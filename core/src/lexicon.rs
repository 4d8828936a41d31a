//! Lexicon abstraction for libabugida-core
//!
//! An ordered list of known words. The order is the rank: the word list is
//! sorted by descending corpus frequency, so position 0 is the most common
//! word. Nothing re-sorts it at runtime.
//!
//! Public API:
//! - `Lexicon` - ordered storage with text loading and a linear prefix scan
//!
//! Notes:
//! - Matching is exact on code points. Normalization, if any, happens before
//!   words reach the lexicon (see `Tables::normalized`).
//! - `scan_prefix` is the reference behavior; `WordPredictor` answers the
//!   same question through a `PrefixIndex`.

use anyhow::{Context, Result};
use serde::{Deserialize, Serialize};
use std::fs::File;
use std::io::{BufReader, Read};
use std::path::Path;

/// Ordered word list.
#[derive(Debug, Clone, Default, PartialEq, Eq, Serialize, Deserialize)]
pub struct Lexicon {
    words: Vec<String>,
}

impl Lexicon {
    /// Create an empty lexicon.
    pub fn new() -> Self {
        Self { words: Vec::new() }
    }

    /// Build a lexicon from words already in rank order.
    pub fn from_words<I, S>(words: I) -> Self
    where
        I: IntoIterator<Item = S>,
        S: Into<String>,
    {
        Self {
            words: words.into_iter().map(Into::into).collect(),
        }
    }

    /// Append a word with the next (lowest) rank.
    pub fn push<S: Into<String>>(&mut self, word: S) {
        self.words.push(word.into());
    }

    /// Read one word per line. Empty lines are skipped since they can never
    /// match a non-empty prefix; every other line is kept verbatim.
    ///
    /// Lines end at `\n`, `\r\n`, a bare `\r`, or any other Unicode line
    /// boundary (see `is_line_break`).
    pub fn from_reader<R: Read>(mut reader: R) -> Result<Self> {
        let mut text = String::new();
        reader.read_to_string(&mut text).context("read word list")?;
        // "\r\n" splits into two pieces with an empty one between them.
        let words = text
            .split(is_line_break)
            .filter(|line| !line.is_empty())
            .map(String::from)
            .collect();
        Ok(Self { words })
    }

    /// Load a word-per-line text file.
    pub fn load_text<P: AsRef<Path>>(path: P) -> Result<Self> {
        let path = path.as_ref();
        let file =
            File::open(path).with_context(|| format!("open word list {}", path.display()))?;
        Self::from_reader(BufReader::new(file))
            .with_context(|| format!("load word list {}", path.display()))
    }

    /// Word at a given rank.
    pub fn get(&self, rank: usize) -> Option<&str> {
        self.words.get(rank).map(String::as_str)
    }

    /// Iterate words in rank order.
    pub fn iter(&self) -> impl Iterator<Item = &str> {
        self.words.iter().map(String::as_str)
    }

    /// Linear scan: the first `limit` words starting with `prefix`, in rank
    /// order. Empty prefix yields nothing.
    pub fn scan_prefix(&self, prefix: &str, limit: usize) -> Vec<&str> {
        if prefix.is_empty() {
            return Vec::new();
        }
        self.iter()
            .filter(|w| w.starts_with(prefix))
            .take(limit)
            .collect()
    }

    /// Apply `f` to every word, keeping order.
    pub fn map_words<F: FnMut(&str) -> String>(self, mut f: F) -> Self {
        Self {
            words: self.words.iter().map(|w| f(w.as_str())).collect(),
        }
    }

    /// Return the number of words.
    pub fn len(&self) -> usize {
        self.words.len()
    }

    /// Return true if the lexicon is empty.
    pub fn is_empty(&self) -> bool {
        self.words.is_empty()
    }
}

/// Line boundaries recognised in word lists: LF, VT, FF, CR, the ASCII
/// file/group/record separators, NEL, and the Unicode line and paragraph
/// separators.
fn is_line_break(ch: char) -> bool {
    matches!(
        ch,
        '\n' | '\u{0B}' | '\u{0C}' | '\r' | '\u{1C}' | '\u{1D}' | '\u{1E}' | '\u{85}' | '\u{2028}'
            | '\u{2029}'
    )
}

#[cfg(test)]
mod tests {
    use super::*;

    #[test]
    fn scan_prefix_keeps_file_order() {
        let lx = Lexicon::from_words(["apple", "application", "apt", "banana"]);
        assert_eq!(lx.scan_prefix("ap", 5), vec!["apple", "application", "apt"]);
        assert_eq!(lx.scan_prefix("ap", 2), vec!["apple", "application"]);
        assert!(lx.scan_prefix("", 5).is_empty());
    }

    #[test]
    fn scan_prefix_is_case_sensitive() {
        let lx = Lexicon::from_words(["Apple", "apple"]);
        assert_eq!(lx.scan_prefix("a", 5), vec!["apple"]);
    }

    #[test]
    fn reader_skips_empty_lines_and_crlf() {
        let data = "මම\r\n\r\nඔබ\nඅපි\n";
        let lx = Lexicon::from_reader(data.as_bytes()).unwrap();
        assert_eq!(lx.len(), 3);
        assert_eq!(lx.get(0), Some("මම"));
        assert_eq!(lx.get(1), Some("ඔබ"));
        assert_eq!(lx.get(2), Some("අපි"));
    }

    #[test]
    fn reader_splits_bare_cr_and_unicode_separators() {
        let lx = Lexicon::from_reader("ab\rac\r".as_bytes()).unwrap();
        assert_eq!(lx.iter().collect::<Vec<_>>(), vec!["ab", "ac"]);

        let lx = Lexicon::from_reader("මම\u{2028}ඔබ\u{85}අපි\u{2029}".as_bytes()).unwrap();
        assert_eq!(lx.iter().collect::<Vec<_>>(), vec!["මම", "ඔබ", "අපි"]);
    }

    #[test]
    fn reader_keeps_spaces_inside_lines() {
        let lx = Lexicon::from_reader(" a \n".as_bytes()).unwrap();
        assert_eq!(lx.get(0), Some(" a "));
    }

    #[test]
    fn load_text_missing_file_fails() {
        let path = std::env::temp_dir().join("libabugida_no_such_words.txt");
        let err = Lexicon::load_text(&path).unwrap_err();
        assert!(format!("{:#}", err).contains("open word list"));
    }

    #[test]
    fn load_text_rejects_invalid_utf8() {
        let path = std::env::temp_dir().join(format!(
            "libabugida_bad_utf8_{}.txt",
            std::process::id()
        ));
        std::fs::write(&path, [0x61, 0xff, 0x0a]).unwrap();
        assert!(Lexicon::load_text(&path).is_err());
        let _ = std::fs::remove_file(path);
    }
}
◇ ◇ ◇ ◇ ◇
## What needs to be done:
Take from the listing above each line containing "every".

## Result for this task:
    /// match a non-empty prefix; every other line is kept verbatim.
    /// Apply `f` to every word, keeping order.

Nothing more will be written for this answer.